## WHAT YOU HAVE TO DO
Using the listing below, retype exactly the lines starting at the one with "e_source[i]" and ending at the one with "let fraction = if", and include both.
══════
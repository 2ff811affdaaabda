use clap::{Parser, Subcommand};
use df_project::{ProjectError, build_case, load_case};
use df_sim::{SimError, SimProgress, TwoPhaseSystem, run_sim_with_progress};
use df_thermo::{LookupTable1D, TableMod, ThermoError, ThermoPropertyPack};
use serde::Serialize;
use std::io::{self, Write};
use std::path::{Path, PathBuf};
use std::time::Instant;

#[derive(thiserror::Error, Debug)]
enum CliError {
    #[error(transparent)]
    Project(#[from] ProjectError),

    #[error(transparent)]
    Sim(#[from] SimError),

    #[error(transparent)]
    Thermo(#[from] ThermoError),

    #[error("YAML error: {0}")]
    Yaml(#[from] serde_yaml::Error),

    #[error("I/O error: {0}")]
    Io(#[from] io::Error),
}

type CliResult<T> = Result<T, CliError>;

#[derive(Parser)]
#[command(name = "df-cli")]
#[command(about = "DetonFlow CLI - reacting two-phase flow solver", long_about = None)]
struct Cli {
    #[command(subcommand)]
    command: Commands,
}

#[derive(Subcommand)]
enum Commands {
    /// Validate case file syntax and structure
    Validate {
        /// Path to the case YAML or JSON file
        case_path: PathBuf,
    },
    /// Print the phase properties of the initial state
    Info {
        /// Path to the case YAML or JSON file
        case_path: PathBuf,
        /// Cell to report
        #[arg(long, default_value_t = 0)]
        cell: usize,
        /// Print the report as YAML
        #[arg(long)]
        yaml: bool,
    },
    /// Run a case
    Run {
        /// Path to the case YAML or JSON file
        case_path: PathBuf,
        /// Override the time step in seconds
        #[arg(long)]
        dt: Option<f64>,
        /// Override the end time in seconds
        #[arg(long)]
        t_end: Option<f64>,
        /// Write final cell fields as CSV
        #[arg(short, long)]
        output: Option<PathBuf>,
    },
    /// Evaluate a two-column lookup table
    Lookup {
        /// Path to the table file
        table_path: PathBuf,
        /// Query value (x, or f with --reverse)
        value: f64,
        /// Transform of the f column (none, ln, exp, log10, pow10)
        #[arg(long = "mod", default_value = "none")]
        f_mod: TableMod,
        /// Transform of the x column
        #[arg(long, default_value = "none")]
        x_mod: TableMod,
        /// Solve table(x) = value for x
        #[arg(long)]
        reverse: bool,
    },
}

fn main() -> CliResult<()> {
    // Initialize tracing
    tracing_subscriber::fmt::init();

    let cli = Cli::parse();

    let result = match cli.command {
        Commands::Validate { case_path } => cmd_validate(&case_path),
        Commands::Info {
            case_path,
            cell,
            yaml,
        } => cmd_info(&case_path, cell, yaml),
        Commands::Run {
            case_path,
            dt,
            t_end,
            output,
        } => cmd_run(&case_path, dt, t_end, output.as_deref()),
        Commands::Lookup {
            table_path,
            value,
            f_mod,
            x_mod,
            reverse,
        } => cmd_lookup(&table_path, value, f_mod, x_mod, reverse),
    };
    if let Err(e) = &result {
        tracing::error!(error = %e, "command failed");
    }
    result
}

fn cmd_validate(case_path: &Path) -> CliResult<()> {
    println!("Validating case: {}", case_path.display());
    let case = load_case(case_path)?;
    println!("✓ Case '{}' is valid", case.name);
    Ok(())
}

#[derive(Serialize)]
struct CellReport<'a> {
    case: &'a str,
    cell: usize,
    alpha: f64,
    phase1: ThermoPropertyPack,
    phase2: ThermoPropertyPack,
}

fn cell_report<'a>(
    case_name: &'a str,
    system: &TwoPhaseSystem,
    cell: usize,
) -> CliResult<CellReport<'a>> {
    if cell >= system.mesh().n_cells() {
        return Err(SimError::InvalidArg {
            what: "cell index outside the mesh",
        }
        .into());
    }
    let x = system
        .activation()
        .map_or(0.0, |a| a.lambda_pow(cell));
    let [phase1, phase2] = system.phases();
    let e1 = phase_energy(system, 0, cell, x);
    let e2 = phase_energy(system, 1, cell, 0.0);
    Ok(CellReport {
        case: case_name,
        cell,
        alpha: system.alpha()[cell],
        phase1: phase1.property_pack(system.rho1()[cell], e1, x, system.t1()[cell])?,
        phase2: phase2.property_pack(system.rho2()[cell], e2, 0.0, system.t2()[cell])?,
    })
}

fn cmd_info(case_path: &Path, cell: usize, yaml: bool) -> CliResult<()> {
    let case = build_case(&load_case(case_path)?)?;
    let system = &case.system;
    let report = cell_report(&case.name, system, cell)?;
    if yaml {
        print!("{}", serde_yaml::to_string(&report)?);
        return Ok(());
    }
    let [phase1, phase2] = system.phases();
    println!("Case: {} ({} cells)", case.name, system.mesh().n_cells());
    println!(
        "  cell {}: alpha={:.4}  p={:.1} Pa  T={:.1} K  c={:.1} m/s",
        cell,
        report.alpha,
        system.p()[cell],
        system.t()[cell],
        system.c()[cell]
    );
    println!("  phase1 {}: {}", phase1.name(), report.phase1.summary());
    println!("  phase2 {}: {}", phase2.name(), report.phase2.summary());
    Ok(())
}

/// Phase energy consistent with the equilibrium pressure.
fn phase_energy(system: &TwoPhaseSystem, phase: usize, cell: usize, x: f64) -> f64 {
    let thermo = &system.phases()[phase];
    let rho = if phase == 0 {
        system.rho1()[cell]
    } else {
        system.rho2()[cell]
    };
    let e = system.e()[cell];
    let pi = thermo.pi(rho, e, x);
    (system.p()[cell] + pi) / ((thermo.gamma(rho, e, x) - 1.0) * rho)
}

fn cmd_run(
    case_path: &Path,
    dt: Option<f64>,
    t_end: Option<f64>,
    output: Option<&Path>,
) -> CliResult<()> {
    let mut case = build_case(&load_case(case_path)?)?;
    if let Some(dt) = dt {
        case.options.dt = dt;
    }
    if let Some(t_end) = t_end {
        case.options.t_end = t_end;
    }
    tracing::info!(
        case = %case.name,
        cells = case.system.mesh().n_cells(),
        dt = case.options.dt,
        t_end = case.options.t_end,
        "starting run"
    );
    println!("Running case: {}", case.name);
    println!(
        "  scheme = {}, flux = {}, dt = {:.3e} s, t_end = {:.3e} s",
        case.scheme.name(),
        case.system.flux_scheme().name(),
        case.options.dt,
        case.options.t_end
    );

    let started = Instant::now();
    let t_end = case.options.t_end;
    let summary = run_sim_with_progress(
        &mut case.system,
        &case.scheme,
        &case.options,
        |progress, _| render_cli_progress(progress, t_end, &started),
    )?;
    clear_progress_line();

    println!(
        "✓ Simulation completed: {} steps to t = {:.3e} s in {:.2} s",
        summary.steps,
        summary.t_final,
        started.elapsed().as_secs_f64()
    );
    println!(
        "  dt range: {:.3e} - {:.3e} s",
        summary.dt_min, summary.dt_max
    );
    let diag = case.system.diagnostics();
    if diag.alpha_clipped + diag.rho_clipped > 0 {
        tracing::warn!(
            alpha_clipped = diag.alpha_clipped,
            rho_clipped = diag.rho_clipped,
            decode_calls = diag.decode_calls,
            "run clipped out-of-range values"
        );
    }

    if let Some(path) = output {
        let csv = fields_csv(&case.system);
        std::fs::write(path, csv)?;
        println!(
            "✓ Exported {} cells to {}",
            case.system.mesh().n_cells(),
            path.display()
        );
    }
    Ok(())
}

fn fields_csv(system: &TwoPhaseSystem) -> String {
    let mut csv = String::from("x,y,z,alpha,rho1,rho2,rho,p,T,c,lambda,e_source\n");
    let e_source = system.e_source();
    for (i, cell) in system.mesh().cells().iter().enumerate() {
        let lambda = system.lambda().map_or(0.0, |l| l[i]);
        csv.push_str(&format!(
            "{},{},{},{},{},{},{},{},{},{},{},{}\n",
            cell.centroid.x,
            cell.centroid.y,
            cell.centroid.z,
            system.alpha()[i],
            system.rho1()[i],
            system.rho2()[i],
            system.rho()[i],
            system.p()[i],
            system.t()[i],
            system.c()[i],
            lambda,
            e_source[i]
        ));
    }
    csv
}

fn cmd_lookup(
    table_path: &Path,
    value: f64,
    f_mod: TableMod,
    x_mod: TableMod,
    reverse: bool,
) -> CliResult<()> {
    let table = LookupTable1D::from_file(table_path, f_mod, x_mod)?;
    if reverse {
        let x = table.reverse_lookup(value)?;
        println!("x = {}", x);
    } else {
        println!("f = {}", table.lookup(value));
        println!("df/dx = {}", table.dfdx(value));
        println!("d2f/dx2 = {}", table.d2fdx2(value));
    }
    Ok(())
}

fn clear_progress_line() {
    print!("\r{}\r", " ".repeat(120));
    let _ = io::stdout().flush();
}

fn render_cli_progress(progress: &SimProgress, t_end: f64, started: &Instant) {
    let fraction = if t_end > 0.0 {
        (progress.t / t_end).clamp(0.0, 1.0)
    } else {
        1.0
    };
    let width = 28usize;
    let filled = ((fraction * width as f64).round() as usize).min(width);
    let bar = format!(
        "{}{}",
        "#".repeat(filled),
        "-".repeat(width.saturating_sub(filled))
    );
    print!(
        "\r[{}] {:>6.2}%  t={:.3e}/{:.3e}s  step={}  dt={:.2e}  elapsed={:.1}s",
        bar,
        fraction * 100.0,
        progress.t,
        t_end,
        progress.step,
        progress.dt,
        started.elapsed().as_secs_f64()
    );
    let _ = io::stdout().flush();
}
══════
## FINAL ANSWER
            e_source[i]
        ));
    }
    csv
}

fn cmd_lookup(
    table_path: &Path,
    value: f64,
    f_mod: TableMod,
    x_mod: TableMod,
    reverse: bool,
) -> CliResult<()> {
    let table = LookupTable1D::from_file(table_path, f_mod, x_mod)?;
    if reverse {
        let x = table.reverse_lookup(value)?;
        println!("x = {}", x);
    } else {
        println!("f = {}", table.lookup(value));
        println!("df/dx = {}", table.dfdx(value));
        println!("d2f/dx2 = {}", table.d2fdx2(value));
    }
    Ok(())
}

fn clear_progress_line() {
    print!("\r{}\r", " ".repeat(120));
    let _ = io::stdout().flush();
}

fn render_cli_progress(progress: &SimProgress, t_end: f64, started: &Instant) {
    let fraction = if t_end > 0.0 {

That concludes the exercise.